Yeah, it's on my website, www dot Susan Cushman calm. Within the website. There's the blog.

Jason Frazell:

Great. And so you you practically mentioned it, you've got the website, because we were just talking about power, the different ways people can connect with you. The last way that I was asked authors about is can people follow you on Goodreads? I'm a Goodreads user. Yeah,

Susan Cushman:

absolutely. Goodreads, Instagram, Twitter. All of those cool I'm pretty active on I love social media. Yeah, it's great. They're a lot.
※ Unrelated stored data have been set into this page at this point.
impl ExamEngine {
    pub fn new(
        sessions: Arc<dyn SessionStore>,
        oracle: Arc<dyn ScoringOracle>,
        dispatcher: Arc<NotificationDispatcher>,
        pass_marks: PassMarks,
    ) -> Self {
        Self {
            sessions,
            oracle,
            dispatcher,
            pass_marks,
        }
    }

    /// Returns the candidate's open session for `kind`, if any.
    pub async fn resume(
        &self,
        kind: AssessmentKind,
        candidate: &CandidateRef,
    ) -> Result<Option<Session>, AppError> {
        Ok(self
            .sessions
            .find_latest(candidate, kind)
            .await?
            .filter(|s| s.status == SessionStatus::InProgress))
    }

    /// Starts a session with the supplied question assignment. If an open
    /// session already exists it is returned unchanged — idempotent resume,
    /// never a silent reassignment.
    pub async fn start(
        &self,
        kind: AssessmentKind,
        candidate: CandidateRef,
        candidate_name: String,
        questions: Vec<QuestionUnit>,
    ) -> Result<Session, AppError> {
        if let Some(open) = self.resume(kind, &candidate).await? {
            info!(
                "Resuming open {} session {} for {}",
                kind.as_str(),
                open.id,
                candidate
            );
            return Ok(open);
        }

        if questions.is_empty() {
            return Err(AppError::PoolMissing(format!(
                "no questions available for the {} assessment",
                kind.as_str()
            )));
        }

        let session = Session::new(candidate, candidate_name, kind, questions);
        self.sessions.save(&session).await?;
        info!(
            "Started {} session {} for {} ({} units)",
            kind.as_str(),
            session.id,
            session.candidate,
            session.questions.len()
        );
        Ok(session)
    }

    /// Scores the submitted responses and fixes the terminal status.
    ///
    /// Closed-form units score their full marks on an exact reference match;
    /// open-form units delegate to the scoring oracle. The aggregate and the
    /// pass/fail decision are computed only after every submitted response
    /// has been scored. Responses for unknown ordinals are ignored. A second
    /// submission returns the recorded result.
    pub async fn submit(
        &self,
        kind: AssessmentKind,
        candidate: &CandidateRef,
        responses: BTreeMap<u32, String>,
    ) -> Result<ScoreResult, AppError> {
        let Some(mut session) = self.sessions.find_latest(candidate, kind).await? else {
            return Err(AppError::NotFound(format!(
                "no {} session for {candidate}; start the exam first",
                kind.as_str()
            )));
        };

        if session.status.is_terminal() {
            info!(
                "Ignoring re-submission for terminal session {}; returning recorded result",
                session.id
            );
            return Ok(session.result());
        }

        if responses.is_empty() {
            return Err(AppError::Validation("responses cannot be empty".to_string()));
        }

        let mut unit_scores = BTreeMap::new();
        for (ordinal, response) in &responses {
            let Some(unit) = session.unit(*ordinal) else {
                continue;
            };
            let score = match &unit.rubric {
                Rubric::ClosedForm { answer, .. } => {
                    if response.trim() == answer.trim() {
                        unit.marks
                    } else {
                        0
                    }
                }
                Rubric::OpenForm => self.oracle.score(&unit.prompt, response, unit.marks).await,
            };
            unit_scores.insert(*ordinal, score);
        }

        // All submitted responses are scored; now aggregate and decide.
        let total: u32 = unit_scores.values().sum();
        let pass_mark = self.pass_marks.for_kind(kind);

        session.responses = responses;
        session.unit_scores = unit_scores;
        session.total_score = total;
        session.status = if total >= pass_mark {
            SessionStatus::Qualified
        } else {
            SessionStatus::Regret
        };
        session.completed_at = Some(Utc::now());
        self.sessions.save(&session).await?;

        info!(
            "Session {} finalized: {}/{} ({:?})",
            session.id,
            total,
            session.max_total(),
            session.status
        );

        // One best-effort notification per terminal decision. Delivery
        // failure is recorded by the dispatcher and never unwinds the score.
        let outcome = match session.status {
            SessionStatus::Qualified => Outcome::ExamQualified {
                name: session.candidate_name.clone(),
            },
            _ => Outcome::ExamRegret {
                name: session.candidate_name.clone(),
            },
        };
        self.dispatcher
            .notify(session.candidate.as_str(), &outcome)
            .await;

        Ok(session.result())
    }
}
That's fine.

Jason Frazell:

I will put all of your links in the show notes so people can connect with you on Twitter, on and on Instagram, connect with Susan on Goodreads, go out, grab the book, john and Mary Margaret. Sounds amazing. I can't wait to check it out. My I'm gonna My parents are going to like this book, too. My parents are very active in racial justice issues as well. I think they're and they My parents are similar. And they're a couple years younger than you also married very young. They're from Kansas. So not the deep south. But definitely, you know, like, kind of in the middle there. Midwest. Yeah, Midwest, but you know, there's some racial stuff that happened in my family as well. Like, there's definitely some, some biases on one side of my family. So I just want to congratulate you on the latest book. Thank you so much for being on with us today. Thank you. As I have all my guests do, I'd love if you would leave us with words, words of wisdom. And these should be some short and sweet words of wisdom. Oh, would you like to leave that on a post? It could fit on a post it note what writer? What writer doesn't have post it notes? Very. Yeah. What do you got for Susan?

Susan Cushman:

Um, well, you asked me about this ahead of time, so I had some time to think about it. I wrote something on several post it notes. And like a typical Arthur crumbled him up and threw him away and decided instead of my own words, I'm going to share the words of one of my favorite writers from Mississippi, Eudora Welty, and Eudora Welty makes two cameo appearances in my book, john and Mary Margaret, because Mary Margaret becomes friends with her when she's 14 and 18 years old. And they live in the same neighborhood, because I lived in that neighborhood, right? Where Eudora Welty his house in the early 70s. And but I never got to meet her. So I feel like I got to know her through my character, Mary Margaret. And so here's what Eudora Welty, I think, would say about my book, john and Mary, Margaret, and other books that people write that they feel like, isn't are important. Great fiction shows us not how to conduct our behavior, but how to feel. Eventually, it may show us how to face our feelings, and face our actions, and to have new Inklings about what they mean. A good novel of any year can initiate us into our own new experience.

Jason Frazell:

Beautiful. Thank you so much, Susan. Thank you, Jason. Pleasure to be on. Thank you so much. enjoyed it.